(Collected data entries)
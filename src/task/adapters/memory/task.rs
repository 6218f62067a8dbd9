//! In-memory repository for task lifecycle tests.

use async_trait::async_trait;
use std::collections::HashMap;
use std::sync::{Arc, RwLock};

use crate::access::domain::UserId;
use crate::receive::domain::ReceiveId;
use crate::task::{
    domain::{Task, TaskAction, TaskHistoryEntry, TaskId, TaskStatus},
    ports::{TaskRepository, TaskRepositoryError, TaskRepositoryResult},
};

/// Thread-safe in-memory task repository.
///
/// The write lock spans every check-and-write pair, which gives the same
/// atomicity the transactional adapter provides.
#[derive(Debug, Clone, Default)]
pub struct InMemoryTaskRepository {
    state: Arc<RwLock<InMemoryTaskState>>,
}

#[derive(Debug, Default)]
struct InMemoryTaskState {
    tasks: HashMap<TaskId, Task>,
    actions: HashMap<TaskId, Vec<TaskAction>>,
    history: HashMap<TaskId, Vec<TaskHistoryEntry>>,
}

impl InMemoryTaskRepository {
    /// Creates an empty in-memory repository.
    #[must_use]
    pub fn new() -> Self {
        Self::default()
    }
}

fn lock_error(err: impl std::fmt::Display) -> TaskRepositoryError {
    TaskRepositoryError::persistence(std::io::Error::other(err.to_string()))
}

fn sorted_by_record_number(mut tasks: Vec<Task>) -> Vec<Task> {
    tasks.sort_by_key(|task| task.record_number().value());
    tasks
}

#[async_trait]
impl TaskRepository for InMemoryTaskRepository {
    async fn create(&self, task: &Task, action: &TaskAction) -> TaskRepositoryResult<()> {
        let mut state = self.state.write().map_err(lock_error)?;
        if state.tasks.contains_key(&task.id()) {
            return Err(TaskRepositoryError::DuplicateTask(task.id()));
        }
        state.tasks.insert(task.id(), task.clone());
        state
            .actions
            .entry(task.id())
            .or_default()
            .push(action.clone());
        Ok(())
    }

    async fn apply_transition(
        &self,
        task: &Task,
        expected_status: TaskStatus,
        actions: &[TaskAction],
    ) -> TaskRepositoryResult<()> {
        let mut state = self.state.write().map_err(lock_error)?;

        let stored_status = state
            .tasks
            .get(&task.id())
            .ok_or(TaskRepositoryError::NotFound(task.id()))?
            .status();
        if stored_status != expected_status {
            return Err(TaskRepositoryError::StatusConflict {
                task_id: task.id(),
                expected: expected_status,
                actual: stored_status,
            });
        }

        state.tasks.insert(task.id(), task.clone());
        state
            .actions
            .entry(task.id())
            .or_default()
            .extend(actions.iter().cloned());
        Ok(())
    }

    async fn record_edit(
        &self,
        task: &Task,
        action: &TaskAction,
        history: &[TaskHistoryEntry],
    ) -> TaskRepositoryResult<()> {
        let mut state = self.state.write().map_err(lock_error)?;
        if !state.tasks.contains_key(&task.id()) {
            return Err(TaskRepositoryError::NotFound(task.id()));
        }
        state.tasks.insert(task.id(), task.clone());
        state
            .actions
            .entry(task.id())
            .or_default()
            .push(action.clone());
        state
            .history
            .entry(task.id())
            .or_default()
            .extend(history.iter().cloned());
        Ok(())
    }

    async fn find_by_id(&self, id: TaskId) -> TaskRepositoryResult<Option<Task>> {
        let state = self.state.read().map_err(lock_error)?;
        Ok(state.tasks.get(&id).cloned())
    }

    async fn list_by_assignee(&self, user_id: UserId) -> TaskRepositoryResult<Vec<Task>> {
        let state = self.state.read().map_err(lock_error)?;
        let tasks = state
            .tasks
            .values()
            .filter(|task| task.assigned_to() == Some(user_id))
            .cloned()
            .collect();
        Ok(sorted_by_record_number(tasks))
    }

    async fn list_by_receive(&self, receive_id: ReceiveId) -> TaskRepositoryResult<Vec<Task>> {
        let state = self.state.read().map_err(lock_error)?;
        let tasks = state
            .tasks
            .values()
            .filter(|task| task.receive_id() == Some(receive_id))
            .cloned()
            .collect();
        Ok(sorted_by_record_number(tasks))
    }

    async fn count_by_receive(&self, receive_id: ReceiveId) -> TaskRepositoryResult<u64> {
        let state = self.state.read().map_err(lock_error)?;
        let count = state
            .tasks
            .values()
            .filter(|task| task.receive_id() == Some(receive_id))
            .count();
        Ok(u64::try_from(count).unwrap_or(u64::MAX))
    }

    async fn actions(&self, task_id: TaskId) -> TaskRepositoryResult<Vec<TaskAction>> {
        let state = self.state.read().map_err(lock_error)?;
        Ok(state.actions.get(&task_id).cloned().unwrap_or_default())
    }

    async fn history(&self, task_id: TaskId) -> TaskRepositoryResult<Vec<TaskHistoryEntry>> {
        let state = self.state.read().map_err(lock_error)?;
        Ok(state.history.get(&task_id).cloned().unwrap_or_default())
    }
}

▸ **Task goal**
Using the entries shown above, reproduce verbatim the lines from the line bearing "Self::default()" to the line bearing "fn sorted_by_record_number(mut tasks: Vec<Task>)", inclusive.

▸ **Reply**
        Self::default()
    }
}

fn lock_error(err: impl std::fmt::Display) -> TaskRepositoryError {
    TaskRepositoryError::persistence(std::io::Error::other(err.to_string()))
}

fn sorted_by_record_number(mut tasks: Vec<Task>) -> Vec<Task> {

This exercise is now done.